When your target variable is imbalanced, stratified sampling becomes crucial. This ensures that your train, validation, and test sets maintain the same proportion of classes as the original dataset.

Code

def check_imbalance(df, target_column, threshold=0.8):
    distribution = df[target_column].value_counts(normalize=True)
    if distribution.max() > threshold:
        print(f"Warning: The target variable is imbalanced. The majority class represents {distribution.max():.2%} of the data.")
        return True
    return False

is_imbalanced = check_imbalance(df, 'is_fan')

# If imbalanced, use stratified sampling
if is_imbalanced:
    X = df.drop('is_fan', axis=1)
    y = df['is_fan']
    X_train, X_test, y_train, y_test = train_test_split(X, y, test_size=0.2, stratify=y, random_state=42)
else:
    X_train, X_test, y_train, y_test = train_test_split(df.drop('is_fan', axis=1), df['is_fan'], test_size=0.2, random_state=42)

print(f"Training set class distribution:\n{y_train.value_counts(normalize=True)}")
print(f"\nTest set class distribution:\n{y_test.value_counts(normalize=True)}")

Best Practices for Data Preprocessing

To avoid these issues and ensure robust models, follow these best practices:

Split your data first: Always split your data into train, validation, and test sets before any preprocessing.
Preprocess within cross-validation: Apply preprocessing steps only to the training data within each fold of cross-validation.
Use pipelines: Scikit-learn’s Pipeline class can help ensure that preprocessing steps are only applied to the training data.
Preserve test set integrity: Never use information from the test set for preprocessing or model development.

Here’s an example of how to properly split the data and apply preprocessing:

Code

from sklearn.ensemble import RandomForestClassifier
from sklearn.impute import SimpleImputer
from sklearn.metrics import accuracy_score
from sklearn.model_selection import train_test_split
from sklearn.pipeline import Pipeline
from sklearn.preprocessing import StandardScaler

# First, split the data
X = df.drop('is_fan', axis=1)
y = df['is_fan']

X_train, X_test, y_train, y_test = train_test_split(X, y, test_size=0.2, random_state=42)

# Create a preprocessing and modeling pipeline
pipeline = Pipeline([
    ('imputer', SimpleImputer(strategy='mean')),
    ('scaler', StandardScaler()),
    ('classifier', RandomForestClassifier(random_state=42))
])

# Fit the pipeline on the training data
pipeline.fit(X_train, y_train)

# Make predictions on the test set
y_pred = pipeline.predict(X_test)

# Evaluate the model
accuracy = accuracy_score(y_test, y_pred)
print(f"Model accuracy: {accuracy:.2f}")

Conclusion

Proper data splitting and careful preprocessing are crucial for developing robust and reliable machine learning models.

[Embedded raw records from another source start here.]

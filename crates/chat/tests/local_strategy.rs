mod support;

use std::sync::Arc;

use parley_chat::{
    ChatError, ChatStrategy, FinishReason, GenerationOptions, Role, SendMessage, StreamState,
};
use parley_llm::{Role as ProviderRole, ScriptStep, ScriptedTokenSource, SourceCitation, StreamFailure, TokenEvent};
use tokio::sync::Notify;

use support::{Event, StaticGate, StaticPersonas, harness, harness_with, wait_until};

#[tokio::test]
async fn hello_streams_into_the_placeholder() {
    let latch = Arc::new(Notify::new());
    let h = harness(ScriptedTokenSource::new(vec![
        ScriptStep::WaitFor(latch.clone()),
        ScriptStep::content("Hi"),
        ScriptStep::content(" there"),
        ScriptStep::content("!"),
        ScriptStep::finish("stop"),
    ]));

    let strategy = h.strategy.clone();
    let send = tokio::spawn(async move { strategy.send_message(SendMessage::new("Hello")).await });

    wait_until(|| h.source.stream_count() == 1).await;
    let messages = h.strategy.messages();
    assert_eq!(messages.len(), 2);
    assert_eq!((messages[0].role, messages[0].content.as_str()), (Role::User, "Hello"));
    assert_eq!((messages[1].role, messages[1].content.as_str()), (Role::Assistant, ""));
    assert_eq!(messages[1].parent_id.as_ref(), Some(&messages[0].id));
    assert_eq!(messages[1].model.as_deref(), Some(support::MODEL));
    assert!(messages[0].created_at < messages[1].created_at);
    assert!(h.strategy.is_streaming());
    assert!(h.strategy.is_loading());
    assert!(!h.strategy.has_streaming_content());

    latch.notify_one();
    send.await.unwrap().unwrap();

    let messages = h.strategy.messages();
    assert_eq!(messages[1].content, "Hi there!");
    assert_eq!(messages[1].finish_reason(), Some(&FinishReason::Stop));
    assert!(!messages[1].is_stopped());
    assert!(!h.strategy.is_streaming());
    assert!(!h.strategy.is_loading());

    let mut progression = h
        .observer
        .contents()
        .into_iter()
        .filter_map(|snapshot| snapshot.get(1).cloned())
        .collect::<Vec<_>>();
    progression.dedup();
    assert_eq!(progression, ["", "Hi", "Hi there", "Hi there!"]);
    assert_eq!(h.observer.streaming_changes(), [true, false]);
    assert!(matches!(h.observer.events().first(), Some(Event::Messages(_))));
    assert_eq!(h.observer.events().last(), Some(&Event::Streaming(false)));
}

#[tokio::test]
async fn request_carries_model_key_and_history() {
    let h = harness(ScriptedTokenSource::from_chunks(["ok"]));
    h.strategy.send_message(SendMessage::new("Hello")).await.unwrap();

    let requests = h.source.requests();
    assert_eq!(requests.len(), 1);
    assert_eq!(requests[0].model_id, support::MODEL);
    assert_eq!(requests[0].provider_id, support::PROVIDER);
    assert_eq!(requests[0].api_key.as_deref(), Some("sk-test"));
    assert_eq!(requests[0].messages.len(), 1);
    assert_eq!(requests[0].last_user_content(), Some("Hello"));
}

#[tokio::test]
async fn prompts_are_prepended_and_explicit_persona_wins() {
    let h = harness_with(
        ScriptedTokenSource::from_chunks(["ok"]),
        StaticGate::open(),
        |strategy| {
            strategy
                .with_persona_resolver(Arc::new(StaticPersonas(vec![(
                    "pirate".to_string(),
                    "Talk like a pirate.".to_string(),
                )])))
                .with_options(GenerationOptions {
                    system_prompt: Some("Be brief.".to_string()),
                    temperature: Some(0.2),
                    max_tokens: Some(64),
                })
        },
    );

    h.strategy
        .send_message(SendMessage::new("Hello").with_persona_id("pirate"))
        .await
        .unwrap();
    h.strategy
        .send_message(
            SendMessage::new("Again")
                .with_persona_id("pirate")
                .with_persona_prompt("Talk like a robot."),
        )
        .await
        .unwrap();

    let requests = h.source.requests();
    let prompts = |index: usize| {
        requests[index]
            .messages
            .iter()
            .filter(|message| message.role == ProviderRole::System)
            .map(|message| message.content.clone())
            .collect::<Vec<_>>()
    };
    assert_eq!(prompts(0), ["Be brief.", "Talk like a pirate."]);
    assert_eq!(prompts(1), ["Be brief.", "Talk like a robot."]);
    assert_eq!(requests[0].temperature, Some(0.2));
    assert_eq!(requests[0].max_tokens, Some(64));
    // Second request sees the finished first exchange.
    assert_eq!(
        requests[1]
            .messages
            .iter()
            .filter(|message| message.role != ProviderRole::System)
            .map(|message| message.content.as_str())
            .collect::<Vec<_>>(),
        ["Hello", "ok", "Again"]
    );
}

#[tokio::test]
async fn reasoning_and_citations_land_on_the_placeholder() {
    let h = harness(ScriptedTokenSource::new(vec![
        ScriptStep::reasoning("thinking "),
        ScriptStep::reasoning("hard"),
        ScriptStep::Emit(TokenEvent::Citations(vec![SourceCitation {
            url: "https://example.com/a".to_string(),
            title: Some("A".to_string()),
        }])),
        ScriptStep::content("Answer"),
        ScriptStep::finish("length"),
    ]));
    h.strategy.send_message(SendMessage::new("Why?")).await.unwrap();

    let reply = &h.strategy.messages()[1];
    assert_eq!(reply.reasoning.as_deref(), Some("thinking hard"));
    assert_eq!(reply.content, "Answer");
    let citations = reply.citations.as_ref().unwrap();
    assert_eq!(citations.len(), 1);
    assert_eq!(citations[0].url, "https://example.com/a");
    assert_eq!(reply.finish_reason(), Some(&FinishReason::Length));
}

#[tokio::test]
async fn provider_error_removes_the_placeholder() {
    let h = harness(ScriptedTokenSource::new(vec![
        ScriptStep::content("par"),
        ScriptStep::fail("rate limited"),
    ]));
    h.strategy.send_message(SendMessage::new("Hello")).await.unwrap();

    let messages = h.strategy.messages();
    assert_eq!(messages.len(), 1);
    assert_eq!(messages[0].role, Role::User);
    assert!(!h.strategy.is_streaming());
    assert!(matches!(h.strategy.stream_state(), StreamState::Failed { .. }));
    assert_eq!(h.observer.errors(), ["The response failed: rate limited"]);
    assert_eq!(h.observer.streaming_changes(), [true, false]);
}

#[tokio::test]
async fn stream_closing_without_terminal_is_a_failure() {
    let h = harness(ScriptedTokenSource::new(vec![ScriptStep::content("half")]));
    h.strategy.send_message(SendMessage::new("Hello")).await.unwrap();

    assert_eq!(h.strategy.messages().len(), 1);
    assert_eq!(
        h.observer.errors(),
        ["The response failed: provider stream ended before a terminal event"]
    );
}

#[tokio::test]
async fn transport_abort_keeps_the_partial_reply() {
    let h = harness(ScriptedTokenSource::new(vec![
        ScriptStep::content("Hi"),
        ScriptStep::Emit(TokenEvent::Error(
            StreamFailure::new("The operation was aborted").with_name("DOMException"),
        )),
    ]));
    h.strategy.send_message(SendMessage::new("Hello")).await.unwrap();

    let messages = h.strategy.messages();
    assert_eq!(messages.len(), 2);
    assert_eq!(messages[1].content, "Hi");
    assert!(messages[1].is_stopped());
    assert!(h.observer.errors().is_empty());
    assert!(matches!(h.strategy.stream_state(), StreamState::Cancelled(_)));
}

#[tokio::test]
async fn stop_wins_against_a_transport_that_ignores_cancel() {
    let latch = Arc::new(Notify::new());
    let h = harness(
        ScriptedTokenSource::new(vec![
            ScriptStep::content("Hi"),
            ScriptStep::WaitFor(latch.clone()),
            ScriptStep::content(" late"),
            ScriptStep::finish("length"),
        ])
        .ignoring_cancel(),
    );

    let strategy = h.strategy.clone();
    let send = tokio::spawn(async move { strategy.send_message(SendMessage::new("Hello")).await });
    wait_until(|| h.strategy.has_streaming_content()).await;

    h.strategy.stop_generation();
    assert!(!h.strategy.is_streaming());
    // The send resolves without the transport ever finishing.
    send.await.unwrap().unwrap();

    latch.notify_one();
    tokio::task::yield_now().await;

    let reply = &h.strategy.messages()[1];
    assert_eq!(reply.content, "Hi");
    assert!(reply.is_stopped());
    assert_eq!(reply.finish_reason(), Some(&FinishReason::Stop));
    assert!(h.observer.errors().is_empty());
    assert_eq!(h.observer.streaming_changes(), [true, false]);

    h.strategy.stop_generation();
    assert_eq!(h.observer.streaming_changes(), [true, false]);
}

#[tokio::test]
async fn second_send_while_streaming_is_rejected() {
    let latch = Arc::new(Notify::new());
    let h = harness(ScriptedTokenSource::new(vec![
        ScriptStep::WaitFor(latch.clone()),
        ScriptStep::finish("stop"),
    ]));

    let strategy = h.strategy.clone();
    let send = tokio::spawn(async move { strategy.send_message(SendMessage::new("one")).await });
    wait_until(|| h.source.stream_count() == 1).await;

    let error = h
        .strategy
        .send_message(SendMessage::new("two"))
        .await
        .unwrap_err();
    assert!(matches!(error, ChatError::GenerationInProgress { .. }));
    assert_eq!(h.strategy.messages().len(), 2);

    latch.notify_one();
    send.await.unwrap().unwrap();
    assert_eq!(h.source.stream_count(), 1);
}

#[tokio::test]
async fn deleting_the_streaming_reply_stops_it() {
    let latch = Arc::new(Notify::new());
    let h = harness(ScriptedTokenSource::new(vec![
        ScriptStep::content("Hi"),
        ScriptStep::WaitFor(latch.clone()),
        ScriptStep::finish("stop"),
    ]));

    let strategy = h.strategy.clone();
    let send = tokio::spawn(async move { strategy.send_message(SendMessage::new("Hello")).await });
    wait_until(|| h.strategy.has_streaming_content()).await;

    let placeholder = h.strategy.messages()[1].id.clone();
    h.strategy.delete_message(&placeholder);
    send.await.unwrap().unwrap();

    let messages = h.strategy.messages();
    assert_eq!(messages.len(), 1);
    assert!(!h.strategy.is_streaming());
}

#[tokio::test]
async fn edit_and_delete_touch_only_known_ids() {
    let h = harness(ScriptedTokenSource::from_chunks(["Hi"]));
    h.strategy.send_message(SendMessage::new("Hello")).await.unwrap();
    let before = h.observer.events().len();

    h.strategy
        .edit_message(&"missing".into(), "ignored".to_string());
    h.strategy.delete_message(&"missing".into());
    assert_eq!(h.observer.events().len(), before);

    let user = h.strategy.messages()[0].id.clone();
    h.strategy.edit_message(&user, "Hello again".to_string());
    assert_eq!(h.strategy.messages()[0].content, "Hello again");
}

#[tokio::test]
async fn blank_send_does_nothing() {
    let h = harness(ScriptedTokenSource::from_chunks(["Hi"]));
    h.strategy.send_message(SendMessage::new("  \n")).await.unwrap();
    assert!(h.strategy.messages().is_empty());
    assert!(h.observer.events().is_empty());
    assert_eq!(h.source.stream_count(), 0);
}

#[tokio::test]
async fn closed_gate_reports_limit_and_leaves_state_alone() {
    let h = harness_with(
        ScriptedTokenSource::from_chunks(["Hi"]),
        StaticGate::closed(),
        |strategy| strategy,
    );
    h.strategy.send_message(SendMessage::new("Hello")).await.unwrap();

    assert!(h.strategy.messages().is_empty());
    assert_eq!(h.observer.errors(), ["You've reached your message limit"]);
    assert_eq!(h.source.stream_count(), 0);
}

#[tokio::test]
async fn missing_model_is_returned() {
    let h = harness_with(
        ScriptedTokenSource::from_chunks(["Hi"]),
        StaticGate::without_model(),
        |strategy| strategy,
    );
    let error = h
        .strategy
        .send_message(SendMessage::new("Hello"))
        .await
        .unwrap_err();

    assert!(matches!(error, ChatError::NoModelSelected { .. }));
    assert!(h.strategy.messages().is_empty());
    assert!(h.observer.events().is_empty());
}

#[tokio::test]
async fn works_through_the_trait_object() {
    let h = harness(ScriptedTokenSource::from_chunks(["Hi", "!"]));
    let strategy: Arc<dyn ChatStrategy> = h.strategy.clone();

    strategy.send_message(SendMessage::new("Hello")).await.unwrap();
    assert_eq!(strategy.messages()[1].content, "Hi!");
    assert!(!strategy.is_streaming());

    let reply = strategy.messages()[1].id.clone();
    strategy.delete_message(reply).await.unwrap();
    assert_eq!(strategy.messages().len(), 1);
    strategy.cleanup();
}
use snafu::Snafu;

#[derive(Debug, Snafu)]
#[snafu(visibility(pub(crate)))]
pub enum StorageError {
    #[snafu(display("no {entity} with id '{id}' on `{stage}`"))]
    NotFound {
        stage: &'static str,
        entity: &'static str,
        id: String,
    },
    #[snafu(display("{entity} conflict on `{stage}`: {details}"))]
    Conflict {
        stage: &'static str,
        entity: &'static str,
        details: String,
    },
    #[snafu(display("'{raw}' is not a valid {id_type}"))]
    InvalidId {
        stage: &'static str,
        id_type: &'static str,
        raw: String,
    },
    #[snafu(display("stored data is inconsistent on `{stage}`: {details}"))]
    InvariantViolation {
        stage: &'static str,
        details: String,
    },
    #[snafu(display("cannot encode {field} as JSON on `{stage}`: {source}"))]
    EncodeJson {
        stage: &'static str,
        field: &'static str,
        source: serde_json::Error,
    },
    #[snafu(display("stored {field} is not valid JSON on `{stage}`: {source}"))]
    DecodeJson {
        stage: &'static str,
        field: &'static str,
        source: serde_json::Error,
    },
    #[snafu(display("cannot create the database directory {path}: {source}"))]
    CreateSqliteDirectory {
        stage: &'static str,
        path: String,
        source: std::io::Error,
    },
    #[snafu(display("'{database_url}' is not a usable SQLite URL: {source}"))]
    SqliteConnectOptions {
        stage: &'static str,
        database_url: String,
        source: sqlx::Error,
    },
    #[snafu(display("cannot open SQLite database '{database_url}': {source}"))]
    SqliteConnect {
        stage: &'static str,
        database_url: String,
        source: sqlx::Error,
    },
    #[snafu(display("cannot set SQLite pragma {pragma}: {source}"))]
    SqlitePragma {
        stage: &'static str,
        pragma: &'static str,
        source: sqlx::Error,
    },
    #[snafu(display("schema migration failed: {source}"))]
    SqliteMigrate {
        stage: &'static str,
        source: sqlx::migrate::MigrateError,
    },
    #[snafu(display("SQLite query failed on `{stage}`: {source}"))]
    SqliteQuery {
        stage: &'static str,
        source: sqlx::Error,
    },
}

pub type StorageResult<T> = Result<T, StorageError>;
#![allow(dead_code)]

use std::sync::atomic::{AtomicBool, Ordering};
use std::sync::{Arc, Mutex};
use std::time::Duration;

use parley_chat::{
    BoxFuture, CapabilityGate, ChatError, ChatMessage, ChatObserver, ConversationId,
    CredentialResolver, LocalChatStrategy, ModelSelection, PersonaResolver,
};
use parley_llm::ScriptedTokenSource;
use parley_storage::{ConversationBatch, ConversationSaver, StorageError, StorageResult};

pub const MODEL: &str = "scripted-model";
pub const PROVIDER: &str = "scripted";

/// Every notification in arrival order.
#[derive(Debug, Clone, PartialEq)]
pub enum Event {
    Messages(Vec<ChatMessage>),
    Streaming(bool),
    Error(String),
    Created(ConversationId),
}

#[derive(Default)]
pub struct RecordingObserver {
    events: Mutex<Vec<Event>>,
}

impl RecordingObserver {
    pub fn events(&self) -> Vec<Event> {
        self.events.lock().unwrap().clone()
    }

    pub fn errors(&self) -> Vec<String> {
        self.events()
            .into_iter()
            .filter_map(|event| match event {
                Event::Error(message) => Some(message),
                _ => None,
            })
            .collect()
    }

    pub fn streaming_changes(&self) -> Vec<bool> {
        self.events()
            .into_iter()
            .filter_map(|event| match event {
                Event::Streaming(is_streaming) => Some(is_streaming),
                _ => None,
            })
            .collect()
    }

    pub fn contents(&self) -> Vec<Vec<String>> {
        self.events()
            .into_iter()
            .filter_map(|event| match event {
                Event::Messages(messages) => Some(
                    messages
                        .into_iter()
                        .map(|message| message.content)
                        .collect(),
                ),
                _ => None,
            })
            .collect()
    }

    fn push(&self, event: Event) {
        self.events.lock().unwrap().push(event);
    }
}

impl ChatObserver for RecordingObserver {
    fn on_messages_change(&self, messages: &[ChatMessage]) {
        self.push(Event::Messages(messages.to_vec()));
    }

    fn on_streaming_state_change(&self, is_streaming: bool) {
        self.push(Event::Streaming(is_streaming));
    }

    fn on_error(&self, error: &ChatError) {
        self.push(Event::Error(error.to_string()));
    }

    fn on_conversation_create(&self, conversation_id: &ConversationId) {
        self.push(Event::Created(conversation_id.clone()));
    }
}

pub struct StaticGate {
    model: Mutex<Option<ModelSelection>>,
    can_send: AtomicBool,
}

impl StaticGate {
    pub fn open() -> Self {
        Self {
            model: Mutex::new(Some(ModelSelection::new(MODEL, PROVIDER))),
            can_send: AtomicBool::new(true),
        }
    }

    pub fn closed() -> Self {
        let gate = Self::open();
        gate.set_can_send(false);
        gate
    }

    pub fn without_model() -> Self {
        let gate = Self::open();
        gate.set_model(None);
        gate
    }

    pub fn set_can_send(&self, can_send: bool) {
        self.can_send.store(can_send, Ordering::SeqCst);
    }

    pub fn set_model(&self, model: Option<ModelSelection>) {
        *self.model.lock().unwrap() = model;
    }
}

impl CapabilityGate for StaticGate {
    fn selected_model(&self) -> Option<ModelSelection> {
        self.model.lock().unwrap().clone()
    }

    fn can_send_message(&self) -> bool {
        self.can_send.load(Ordering::SeqCst)
    }
}

pub struct StaticCredentials(pub Option<String>);

impl CredentialResolver for StaticCredentials {
    fn resolve_api_key(&self, _provider: String) -> BoxFuture<'_, Option<String>> {
        let key = self.0.clone();
        Box::pin(async move { key })
    }
}

pub struct StaticPersonas(pub Vec<(String, String)>);

impl PersonaResolver for StaticPersonas {
    fn resolve_prompt(&self, persona_id: String) -> BoxFuture<'_, Option<String>> {
        let prompt = self
            .0
            .iter()
            .find(|(id, _)| *id == persona_id)
            .map(|(_, prompt)| prompt.clone());
        Box::pin(async move { prompt })
    }
}

/// Saver that declines or fails every batch, counting the attempts.
pub struct RefusingSaver {
    pub fail: bool,
    pub attempts: Mutex<usize>,
}

impl RefusingSaver {
    pub fn declining() -> Self {
        Self {
            fail: false,
            attempts: Mutex::new(0),
        }
    }

    pub fn failing() -> Self {
        Self {
            fail: true,
            attempts: Mutex::new(0),
        }
    }
}

impl ConversationSaver for RefusingSaver {
    fn save_conversation(
        &self,
        _batch: ConversationBatch,
    ) -> BoxFuture<'_, StorageResult<Option<ConversationId>>> {
        *self.attempts.lock().unwrap() += 1;
        let fail = self.fail;
        Box::pin(async move {
            if fail {
                Err(StorageError::InvariantViolation {
                    stage: "test-save",
                    details: "backend unavailable".to_string(),
                })
            } else {
                Ok(None)
            }
        })
    }
}

pub struct Harness {
    pub strategy: Arc<LocalChatStrategy>,
    pub gate: Arc<StaticGate>,
    pub source: Arc<ScriptedTokenSource>,
    pub observer: Arc<RecordingObserver>,
}

pub fn harness(source: ScriptedTokenSource) -> Harness {
    harness_with(source, StaticGate::open(), |strategy| strategy)
}

pub fn harness_with(
    source: ScriptedTokenSource,
    gate: StaticGate,
    configure: impl FnOnce(LocalChatStrategy) -> LocalChatStrategy,
) -> Harness {
    let source = Arc::new(source);
    let observer = Arc::new(RecordingObserver::default());
    let gate = Arc::new(gate);
    let strategy = LocalChatStrategy::new(
        source.clone(),
        gate.clone(),
        Arc::new(StaticCredentials(Some("sk-test".to_string()))),
    )
    .with_observer(observer.clone());
    Harness {
        strategy: Arc::new(configure(strategy)),
        gate,
        source,
        observer,
    }
}

/// Polls `condition` until it holds or a second has passed.
pub async fn wait_until(mut condition: impl FnMut() -> bool) {
    let deadline = tokio::time::Instant::now() + Duration::from_secs(1);
    while !condition() {
        assert!(
            tokio::time::Instant::now() < deadline,
            "condition not reached in time"
        );
        tokio::time::sleep(Duration::from_millis(2)).await;
    }
}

By understanding the risks associated with premature preprocessing and following best practices, you can avoid data leakage, obtain realistic performance estimates, and build models that generalize well to new data.

Remember, the goal is not just to have a model that performs well on your test set, but one that will perform well on truly unseen data in real-world applications. By maintaining the integrity of your data splitting process and applying preprocessing steps correctly, you’ll be well on your way to mastering the art of machine learning.